(Available data begins)

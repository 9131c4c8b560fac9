/// Two-level (line → station) choice made in the station picker.
#[derive(Debug, Clone, Default, PartialEq, Eq)]
pub struct StationSelection {
    pub linea: String,
    pub estacion: String,
}

impl StationSelection {
    /// Picking a line always clears the station.
    pub fn choose_line(&mut self, linea: &str) {
        self.linea = linea.to_string();
        self.estacion.clear();
    }

    /// Returns the completed pair when both parts are non-empty.
    pub fn choose_station(&mut self, estacion: &str) -> Option<(String, String)> {
        self.estacion = estacion.to_string();
        self.complete()
    }

    pub fn complete(&self) -> Option<(String, String)> {
        if self.linea.is_empty() || self.estacion.is_empty() {
            None
        } else {
            Some((self.linea.clone(), self.estacion.clone()))
        }
    }
}

#[cfg(test)]
mod tests {
    use super::*;

    #[test]
    fn test_line_alone_emits_nothing() {
        let mut selection = StationSelection::default();
        selection.choose_line("linea 1");
        assert_eq!(selection.complete(), None);
    }

    #[test]
    fn test_station_completes_selection() {
        let mut selection = StationSelection::default();
        selection.choose_line("linea 1");
        assert_eq!(
            selection.choose_station("balderas"),
            Some(("linea 1".to_string(), "balderas".to_string()))
        );
    }

    #[test]
    fn test_changing_line_clears_station() {
        let mut selection = StationSelection::default();
        selection.choose_line("linea 1");
        selection.choose_station("balderas");
        selection.choose_line("linea 2");

        assert_eq!(selection.estacion, "");
        assert_eq!(selection.complete(), None);
        assert_eq!(selection.choose_station(""), None);
    }

    #[test]
    fn test_transfer_station_is_chosen_again_on_new_line() {
        let mut selection = StationSelection::default();
        selection.choose_line("linea 1");
        selection.choose_station("pantitlan");
        selection.choose_line("linea 5");
        assert_eq!(selection.complete(), None);

        assert_eq!(
            selection.choose_station("pantitlan"),
            Some(("linea 5".to_string(), "pantitlan".to_string()))
        );
    }
}
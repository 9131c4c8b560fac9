pub mod forecast;
pub mod layout;
pub mod station_selector;
pub mod timeseries_chart;
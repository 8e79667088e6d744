//! # Validation Module
//!
//! Input validation for shopkeeper-submitted product data.
//!
//! ## Validation Strategy
//! ```text
//! ┌─────────────────────────────────────────────────────────────────────────┐
//! │                      Validation Layers                                  │
//! │                                                                         │
//! │  Layer 1: Form screens                                                 │
//! │  ├── Basic format checks (empty, length)                               │
//! │  └── Immediate user feedback                                           │
//! │           │                                                             │
//! │           ▼                                                             │
//! │  Layer 2: THIS MODULE - field validation in the catalog store          │
//! │           │                                                             │
//! │           ▼                                                             │
//! │  Layer 3: Catalog invariant - case-insensitive (name, category)        │
//! │           duplicate rejection                                           │
//! │                                                                         │
//! │  Defense in depth: the store never trusts the form layer               │
//! └─────────────────────────────────────────────────────────────────────────┘
//! ```

use crate::error::ValidationError;

/// Result type for validation operations.
pub type ValidationResult<T> = Result<T, ValidationError>;

// =============================================================================
// String Validators
// =============================================================================

/// Validates a product name.
///
/// ## Rules
/// - Must not be empty (after trimming)
/// - Must be at most 200 characters
pub fn validate_product_name(name: &str) -> ValidationResult<()> {
    let name = name.trim();

    if name.is_empty() {
        return Err(ValidationError::Required {
            field: "name".to_string(),
        });
    }

    if name.len() > 200 {
        return Err(ValidationError::TooLong {
            field: "name".to_string(),
            max: 200,
        });
    }

    Ok(())
}

/// Validates a category name.
///
/// ## Rules
/// - Must not be empty (it is half of the dedupe key)
/// - Must be at most 100 characters
pub fn validate_category(category: &str) -> ValidationResult<()> {
    let category = category.trim();

    if category.is_empty() {
        return Err(ValidationError::Required {
            field: "category".to_string(),
        });
    }

    if category.len() > 100 {
        return Err(ValidationError::TooLong {
            field: "category".to_string(),
            max: 100,
        });
    }

    Ok(())
}

/// Validates a price display string.
///
/// ## Rules
/// - Must not be empty
/// - Must parse as a non-negative number
///
/// The catalog stores the string as entered; this check only guarantees that
/// [`crate::Product::unit_price`] will not silently coerce garbage to 0.0
/// for newly submitted products.
pub fn validate_price(price: &str) -> ValidationResult<()> {
    let price = price.trim();

    if price.is_empty() {
        return Err(ValidationError::Required {
            field: "price".to_string(),
        });
    }

    match price.parse::<f64>() {
        Ok(value) if value >= 0.0 => Ok(()),
        Ok(_) => Err(ValidationError::MustBePositive {
            field: "price".to_string(),
        }),
        Err(_) => Err(ValidationError::InvalidFormat {
            field: "price".to_string(),
            reason: "must be a number".to_string(),
        }),
    }
}

// =============================================================================
// Numeric Validators
// =============================================================================

/// Validates a cart quantity.
///
/// ## Rules
/// - Must be positive (> 0); the cart expresses removal as an explicit
///   remove or an update to a quantity below one, never as a stored zero
pub fn validate_quantity(qty: i64) -> ValidationResult<()> {
    if qty <= 0 {
        return Err(ValidationError::MustBePositive {
            field: "quantity".to_string(),
        });
    }

    Ok(())
}

// =============================================================================
// Unit Tests
// =============================================================================

#[cfg(test)]
mod tests {
    use super::*;

    #[test]
    fn test_validate_product_name() {
        assert!(validate_product_name("Basmati Rice 1kg").is_ok());
        assert!(validate_product_name("").is_err());
        assert!(validate_product_name("   ").is_err());
        assert!(validate_product_name(&"A".repeat(300)).is_err());
    }

    #[test]
    fn test_validate_category() {
        assert!(validate_category("Grocery").is_ok());
        assert!(validate_category("").is_err());
        assert!(validate_category(&"C".repeat(150)).is_err());
    }

    #[test]
    fn test_validate_price() {
        assert!(validate_price("120.50").is_ok());
        assert!(validate_price(" 0 ").is_ok());
        assert!(validate_price("").is_err());
        assert!(validate_price("-5").is_err());
        assert!(validate_price("ten rupees").is_err());
    }

    #[test]
    fn test_validate_quantity() {
        assert!(validate_quantity(1).is_ok());
        assert!(validate_quantity(500).is_ok());
        assert!(validate_quantity(0).is_err());
        assert!(validate_quantity(-1).is_err());
    }
}
//! # Order Store
//!
//! Freezes the current cart into an order and maintains order history.
//!
//! ## Checkout Flow
//! ```text
//! ┌─────────────────────────────────────────────────────────────────────────┐
//! │                    Checkout Flow                                        │
//! │                                                                         │
//! │  create_order()                                                        │
//! │       │                                                                 │
//! │       ▼                                                                 │
//! │  snapshot cart lines (deep copy)                                       │
//! │       │                                                                 │
//! │       ├── empty? → Err(EmptyCart)                                      │
//! │       ▼                                                                 │
//! │  total = Σ price × quantity   ← frozen, never recomputed               │
//! │       │                                                                 │
//! │       ▼                                                                 │
//! │  Order { status: Requested, order_number: ORD-nnnnnn, date: today }    │
//! │       │                                                                 │
//! │       ├──► prepend to history (newest first, unbounded)                │
//! │       └──► clear the cart                                              │
//! │                                                                         │
//! │  NOTE: the cart snapshot and the clear are two separate cart locks.    │
//! │  Today every caller is synchronous so nothing interleaves between      │
//! │  them; any future await point in this path would reopen that gap.      │
//! └─────────────────────────────────────────────────────────────────────────┘
//! ```

use std::sync::{Arc, Mutex};

use chrono::Utc;
use tracing::{debug, info};
use uuid::Uuid;

use dukaan_core::{CoreError, CoreResult, Order, OrderStatus};

use crate::cart::CartStore;

// =============================================================================
// Order Store
// =============================================================================

/// Order history plus the checkout operation that feeds it.
///
/// History is in-memory only and grows for the life of the process; the
/// storefront has no eviction or archival for past orders.
pub struct OrderStore {
    orders: Mutex<Vec<Order>>,
    cart: Arc<CartStore>,
}

impl OrderStore {
    /// Creates an empty order store bound to the cart it snapshots.
    pub fn new(cart: Arc<CartStore>) -> Self {
        OrderStore {
            orders: Mutex::new(Vec::new()),
            cart,
        }
    }

    // =========================================================================
    // Checkout
    // =========================================================================

    /// Freezes the current cart into a new `Requested` order, prepends it to
    /// history, and clears the cart.
    ///
    /// The returned order is the snapshot: its `total` is the pre-order sum
    /// of `price × quantity` and its items are deep copies of the cart lines.
    pub fn create_order(&self) -> CoreResult<Order> {
        let items = self.cart.items();
        if items.is_empty() {
            return Err(CoreError::EmptyCart);
        }

        let total: f64 = items.iter().map(|i| i.line_total()).sum();
        let order = Order {
            id: Uuid::new_v4().to_string(),
            order_number: generate_order_number(),
            date: Utc::now().format("%Y-%m-%d").to_string(),
            total,
            status: OrderStatus::Requested,
            items,
        };

        self.orders
            .lock()
            .expect("orders mutex poisoned")
            .insert(0, order.clone());
        self.cart.clear();

        info!(
            id = %order.id,
            order_number = %order.order_number,
            total = order.total,
            items = order.items.len(),
            "order created"
        );
        Ok(order)
    }

    /// Copies a past order's items back into the cart.
    ///
    /// The cart is cleared first, then each item goes through the cart's
    /// merge path, so the resulting cart matches the order's item list
    /// exactly. Returns false when the order id is unknown (cart untouched).
    pub fn reorder(&self, order_id: &str) -> bool {
        let items = {
            let orders = self.orders.lock().expect("orders mutex poisoned");
            match orders.iter().find(|o| o.id == order_id) {
                Some(order) => order.items.clone(),
                None => {
                    debug!(order_id = %order_id, "reorder for unknown order");
                    return false;
                }
            }
        };

        self.cart.clear();
        for item in items {
            self.cart.add_item(item);
        }

        info!(order_id = %order_id, "order copied back into cart");
        true
    }

    // =========================================================================
    // Reads
    // =========================================================================

    /// Snapshot of the order history, newest first.
    pub fn orders(&self) -> Vec<Order> {
        self.orders.lock().expect("orders mutex poisoned").clone()
    }

    /// Looks up an order by id.
    pub fn get(&self, id: &str) -> Option<Order> {
        self.orders
            .lock()
            .expect("orders mutex poisoned")
            .iter()
            .find(|o| o.id == id)
            .cloned()
    }

    /// The `n` most recent orders.
    pub fn recent(&self, n: usize) -> Vec<Order> {
        self.orders
            .lock()
            .expect("orders mutex poisoned")
            .iter()
            .take(n)
            .cloned()
            .collect()
    }

    /// Whether any order has been placed this session.
    pub fn has_orders(&self) -> bool {
        !self.orders.lock().expect("orders mutex poisoned").is_empty()
    }

    /// Number of orders in history.
    pub fn count(&self) -> usize {
        self.orders.lock().expect("orders mutex poisoned").len()
    }
}

/// Derives a display order number from the current time: `ORD-` plus the
/// last six digits of the millisecond timestamp.
fn generate_order_number() -> String {
    let millis = Utc::now().timestamp_millis();
    format!("ORD-{:06}", millis.rem_euclid(1_000_000))
}

// =============================================================================
// Unit Tests
// =============================================================================
//! # dukaan-core: Pure Business Logic for Dukaan
//!
//! This crate is the **heart** of the Dukaan storefront. It contains the
//! domain model and business rules as pure code with zero I/O dependencies.
//!
//! ## Architecture Position
//! ```text
//! ┌─────────────────────────────────────────────────────────────────────────┐
//! │                        Dukaan Architecture                              │
//! │                                                                         │
//! │  ┌─────────────────────────────────────────────────────────────────┐   │
//! │  │                 Screens (customer / shopkeeper / admin)         │   │
//! │  └─────────────────────────────┬───────────────────────────────────┘   │
//! │                                │ synchronous store calls                │
//! │  ┌─────────────────────────────▼───────────────────────────────────┐   │
//! │  │                    dukaan-store                                 │   │
//! │  │    ProductCatalogStore ── CartStore ── OrderStore               │   │
//! │  └─────────────────────────────┬───────────────────────────────────┘   │
//! │                                │                                        │
//! │  ┌─────────────────────────────▼───────────────────────────────────┐   │
//! │  │               ★ dukaan-core (THIS CRATE) ★                      │   │
//! │  │                                                                 │   │
//! │  │   ┌───────────┐       ┌───────────┐       ┌───────────┐        │   │
//! │  │   │   types   │       │validation │       │   error   │        │   │
//! │  │   │  Product  │       │   rules   │       │ CoreError │        │   │
//! │  │   │   Order   │       │  checks   │       │           │        │   │
//! │  │   └───────────┘       └───────────┘       └───────────┘        │   │
//! │  │                                                                 │   │
//! │  │   NO I/O • NO DEVICE STORAGE • NO NETWORK • PURE FUNCTIONS     │   │
//! │  └─────────────────────────────────────────────────────────────────┘   │
//! └─────────────────────────────────────────────────────────────────────────┘
//! ```
//!
//! ## Modules
//!
//! - [`types`] - Domain types (Product, CartItem, Order, OrderStatus)
//! - [`error`] - Domain error types
//! - [`validation`] - Business rule validation
//!
//! ## Design Principles
//!
//! 1. **Pure Functions**: Every function is deterministic where it can be
//! 2. **No I/O**: Device storage and network access is FORBIDDEN here
//! 3. **Explicit Errors**: All errors are typed, never strings or panics

// =============================================================================
// Module Declarations
// =============================================================================

pub mod error;
pub mod types;
pub mod validation;

// =============================================================================
// Re-exports for Convenience
// =============================================================================
// These allow users to do `use dukaan_core::Product` instead of
// `use dukaan_core::types::Product`

pub use error::{CoreError, CoreResult, ValidationError};
pub use types::*;
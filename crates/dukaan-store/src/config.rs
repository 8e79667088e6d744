//! # Storage Configuration
//!
//! Resolves where [`crate::FileStorage`] keeps its data on the device.
//!
//! ## Resolution Order
//! ```text
//! ┌─────────────────────────────────────────────────────────────────────────┐
//! │                    Data Directory Priority                              │
//! │                                                                         │
//! │  1. Explicit path (tests, CLI tooling)                                 │
//! │     StorageConfig::with_data_dir("/tmp/dukaan-test")                   │
//! │                                                                         │
//! │  2. DUKAAN_DATA_DIR environment variable                               │
//! │                                                                         │
//! │  3. Platform app-data directory                                        │
//! │     ~/.local/share/dukaan (Linux)                                      │
//! │     ~/Library/Application Support/com.dukaan.app (macOS)               │
//! └─────────────────────────────────────────────────────────────────────────┘
//! ```

use std::path::PathBuf;

use tracing::debug;

/// Configuration for the file-backed storage location.
#[derive(Debug, Clone, Default)]
pub struct StorageConfig {
    /// Explicit data directory override.
    data_dir: Option<PathBuf>,
}

impl StorageConfig {
    /// Creates a config that resolves the platform default directory.
    pub fn new() -> Self {
        Self::default()
    }

    /// Creates a config pinned to an explicit directory.
    pub fn with_data_dir(path: impl Into<PathBuf>) -> Self {
        StorageConfig {
            data_dir: Some(path.into()),
        }
    }

    /// Resolves the data directory.
    ///
    /// Returns `None` only when no explicit path is set, the environment
    /// variable is unset, and the platform has no home directory to anchor
    /// an app-data path to.
    pub fn resolve_data_dir(&self) -> Option<PathBuf> {
        if let Some(dir) = &self.data_dir {
            return Some(dir.clone());
        }

        if let Ok(dir) = std::env::var("DUKAAN_DATA_DIR") {
            debug!(dir = %dir, "using data dir from environment");
            return Some(PathBuf::from(dir));
        }

        directories::ProjectDirs::from("com", "dukaan", "app")
            .map(|dirs| dirs.data_dir().to_path_buf())
    }
}

#[cfg(test)]
mod tests {
    use super::*;

    #[test]
    fn test_explicit_dir_wins() {
        let config = StorageConfig::with_data_dir("/tmp/dukaan-test");
        assert_eq!(
            config.resolve_data_dir(),
            Some(PathBuf::from("/tmp/dukaan-test"))
        );
    }
}
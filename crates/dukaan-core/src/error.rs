//! # Error Types
//!
//! Domain-specific error types for dukaan-core.
//!
//! ## Error Hierarchy
//! ```text
//! ┌─────────────────────────────────────────────────────────────────────────┐
//! │                         Error Types                                     │
//! │                                                                         │
//! │  dukaan-core errors (this file)                                        │
//! │  ├── CoreError        - Business rule violations                       │
//! │  └── ValidationError  - Input validation failures                      │
//! │                                                                         │
//! │  dukaan-store errors (separate crate)                                  │
//! │  └── StorageError     - Device storage read/write failures             │
//! │                                                                         │
//! │  Flow: ValidationError → CoreError → store API → screen message        │
//! │                                                                         │
//! │  NOTE: StorageError never reaches the screens. Persistence is           │
//! │  best-effort; a failed write is logged and in-memory state wins.        │
//! └─────────────────────────────────────────────────────────────────────────┘
//! ```
//!
//! ## Design Principles
//! 1. Use `thiserror` for derive macros (not manual impl)
//! 2. Include context in error messages (name, category, ID)
//! 3. Errors are enum variants, never String

use thiserror::Error;

// =============================================================================
// Core Error
// =============================================================================

/// Core business logic errors.
///
/// These errors represent business rule violations. Each variant's `Display`
/// output is the user-facing message the screens show verbatim.
#[derive(Debug, Error)]
pub enum CoreError {
    /// A product with the same case-insensitive (name, category) pair
    /// already exists in the catalog.
    ///
    /// ## When This Occurs
    /// - Shopkeeper adds a product a second time
    /// - An update renames a product onto an existing (name, category) pair
    #[error("A product named '{name}' already exists in category '{category}'")]
    DuplicateProduct { name: String, category: String },

    /// Product cannot be found by its ID.
    #[error("Product not found: {0}")]
    ProductNotFound(String),

    /// An order was requested from an empty cart.
    ///
    /// ## When This Occurs
    /// - Checkout screen called with nothing in the cart
    /// - A second checkout tap after the cart was already cleared
    #[error("Cannot create an order from an empty cart")]
    EmptyCart,

    /// Validation error (wraps ValidationError).
    #[error("Validation error: {0}")]
    Validation(#[from] ValidationError),
}

// =============================================================================
// Validation Error
// =============================================================================

/// Input validation errors.
///
/// These errors occur when user input doesn't meet requirements.
/// Used for early validation before business logic runs.
#[derive(Debug, Error)]
pub enum ValidationError {
    /// A required field is missing or empty.
    #[error("{field} is required")]
    Required { field: String },

    /// Field value is too long.
    #[error("{field} must be at most {max} characters")]
    TooLong { field: String, max: usize },

    /// Value must be positive.
    #[error("{field} must be positive")]
    MustBePositive { field: String },

    /// Invalid format (e.g., a price that is not a number).
    #[error("{field} has invalid format: {reason}")]
    InvalidFormat { field: String, reason: String },
}

// =============================================================================
// Result Type Alias
// =============================================================================

/// Convenience type alias for Results with CoreError.
pub type CoreResult<T> = Result<T, CoreError>;

// =============================================================================
// Unit Tests
// =============================================================================

#[cfg(test)]
mod tests {
    use super::*;

    #[test]
    fn test_duplicate_message_names_the_conflict() {
        let err = CoreError::DuplicateProduct {
            name: "Basmati Rice".to_string(),
            category: "Grocery".to_string(),
        };
        assert_eq!(
            err.to_string(),
            "A product named 'Basmati Rice' already exists in category 'Grocery'"
        );
    }

    #[test]
    fn test_validation_error_messages() {
        let err = ValidationError::Required {
            field: "name".to_string(),
        };
        assert_eq!(err.to_string(), "name is required");

        let err = ValidationError::InvalidFormat {
            field: "price".to_string(),
            reason: "must be a number".to_string(),
        };
        assert_eq!(err.to_string(), "price has invalid format: must be a number");
    }

    #[test]
    fn test_validation_converts_to_core_error() {
        let validation_err = ValidationError::Required {
            field: "category".to_string(),
        };
        let core_err: CoreError = validation_err.into();
        assert!(matches!(core_err, CoreError::Validation(_)));
    }
}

(Available data ends)

→ Prompt
Everything above from the line containing "(name, category, ID)" down to the line containing "case-insensitive (name, category) pair" is to be transcribed exactly, with both of those lines included and nothing else added.

→ Completed task
//! 2. Include context in error messages (name, category, ID)
//! 3. Errors are enum variants, never String

use thiserror::Error;

// =============================================================================
// Core Error
// =============================================================================

/// Core business logic errors.
///
/// These errors represent business rule violations. Each variant's `Display`
/// output is the user-facing message the screens show verbatim.
#[derive(Debug, Error)]
pub enum CoreError {
    /// A product with the same case-insensitive (name, category) pair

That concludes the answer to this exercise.